When did it first "hit" you that you were competing at Miss America's Teen?
It first hit me that I was competing at Miss America’s Teen when I was standing in my opening number position on the first night of prelims. As soon as I heard my friends and family cheering for me, my eyes immediately filled up with tears. Right before Pitbull’s “Celebrate” started, I realized, this was it. The dream I’d been working toward for 14 years was finally coming true, and it was truly an emotional, overwhelming moment I will never forget.

What was your favorite part of the whole experience?
My favorite part of the entire Miss America's Teen experience has to be the girls. It may sound a bit cliché, but it’s so true. I was fortunate to have such an incredible class of girls who truly embody every pillar of the Miss America opportunity. I wouldn't have had such a positive experience without them. Miss America's Teen week is so unique, there's no other place where you can gain 50 new best friends from all across the country. A special shoutout to my best friend, Averie Mountain, Miss Kansas Teen, never would I have imagined that my best friend would be three years younger than me, but that’s just one example of how this organization fosters such rare and beautiful friendships! 

What kept you grounded during the week?
What kept me grounded during Miss America's Teen week was not only knowing I had an incredible support system behind me, always cheering me on, but also the advice I got from the Forever Miss Connecticut’s Teens. They really encouraged me to not take the experience for granted and to remember that it’s about so much more than just the competition while also reminding me to focus on having a positive experience, no matter what. I also kept reminding myself that this was a dream I’d been chasing since I was three years old. In every phase of competition, I thought about little me, imagining how proud she would be just to see me walk on that stage. 

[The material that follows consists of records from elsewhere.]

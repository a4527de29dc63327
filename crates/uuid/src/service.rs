//! Implementation of [`DocumentId`].

use crate::{UuidError, UuidResult};
use std::path::{Path, PathBuf};
use std::{fmt, str::FromStr};

/// Re-exported for convenience.
pub use ::uuid::Uuid;

/// Canonical document identifier (32 lowercase hex characters, no hyphens).
///
/// Once constructed the contained UUID is guaranteed to render in canonical form, so the
/// derived storage path is always the same for the same document.
///
/// # Construction
/// - [`DocumentId::new`] generates a fresh identifier for a new document.
/// - [`DocumentId::parse`] validates an identifier read back from storage or supplied by a
///   caller.
#[derive(Clone, Copy, Debug, PartialEq, Eq, Hash, PartialOrd, Ord)]
pub struct DocumentId(Uuid);

impl Default for DocumentId {
    fn default() -> Self {
        Self::new()
    }
}

impl DocumentId {
    /// Generates a new random (v4) identifier.
    pub fn new() -> Self {
        Self(Uuid::new_v4())
    }

    /// Validates and parses an identifier that must already be in canonical form.
    ///
    /// # Errors
    ///
    /// Returns [`UuidError::InvalidInput`] if `input` is not 32 lowercase hex characters.
    pub fn parse(input: &str) -> UuidResult<Self> {
        if !Self::is_canonical(input) {
            return Err(UuidError::InvalidInput(format!(
                "document id must be 32 lowercase hex characters without hyphens, got: '{}'",
                input
            )));
        }
        Uuid::parse_str(input)
            .map(Self)
            .map_err(|e| UuidError::InvalidInput(e.to_string()))
    }

    pub fn uuid(&self) -> Uuid {
        self.0
    }

    /// Returns true if `input` is in canonical form.
    ///
    /// Purely syntactic: exactly 32 bytes, each one of `0-9` or `a-f`.
    pub fn is_canonical(input: &str) -> bool {
        input.len() == 32
            && input
                .bytes()
                .all(|b| matches!(b, b'0'..=b'9' | b'a'..=b'f'))
    }

    /// Returns `collection_dir/<s1>/<s2>/` for this identifier.
    pub fn shard_dir(&self, collection_dir: &Path) -> PathBuf {
        let canonical = self.0.simple().to_string();
        collection_dir.join(&canonical[0..2]).join(&canonical[2..4])
    }

    /// Returns `collection_dir/<s1>/<s2>/<id>.json`.
    pub fn sharded_file(&self, collection_dir: &Path) -> PathBuf {
        self.shard_dir(collection_dir)
            .join(format!("{}.json", self.0.simple()))
    }
}

impl fmt::Display for DocumentId {
    fn fmt(&self, f: &mut fmt::Formatter<'_>) -> fmt::Result {
        write!(f, "{}", self.0.simple())
    }
}

impl FromStr for DocumentId {
    type Err = UuidError;

    fn from_str(s: &str) -> Result<Self, Self::Err> {
        DocumentId::parse(s)
    }
}

#[cfg(feature = "serde")]
impl serde::Serialize for DocumentId {
    fn serialize<S>(&self, serializer: S) -> Result<S::Ok, S::Error>
    where
        S: serde::Serializer,
    {
        serializer.collect_str(self)
    }
}

#[cfg(feature = "serde")]
impl<'de> serde::Deserialize<'de> for DocumentId {
    fn deserialize<D>(deserializer: D) -> Result<Self, D::Error>
    where
        D: serde::Deserializer<'de>,
    {
        let s = String::deserialize(deserializer)?;
        DocumentId::parse(&s).map_err(serde::de::Error::custom)
    }
}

What were some of your favorite activities with the other candidates?
Some of my favorite activities with the other candidates were definitely watching the Miss America prelims and finals with my state sisters. It was so much fun supporting our Misses while also getting to experience the other side of the competition. Even celebrating each other’s Misses successes was truly special. I’ll never forget jumping up and down in the middle of the ballroom with Miss Alabama’s Teen, Ali Mims, after her Miss, Abbie Stockard, won Miss America. The excitement and joy I felt for Ali in that moment was unforgettable!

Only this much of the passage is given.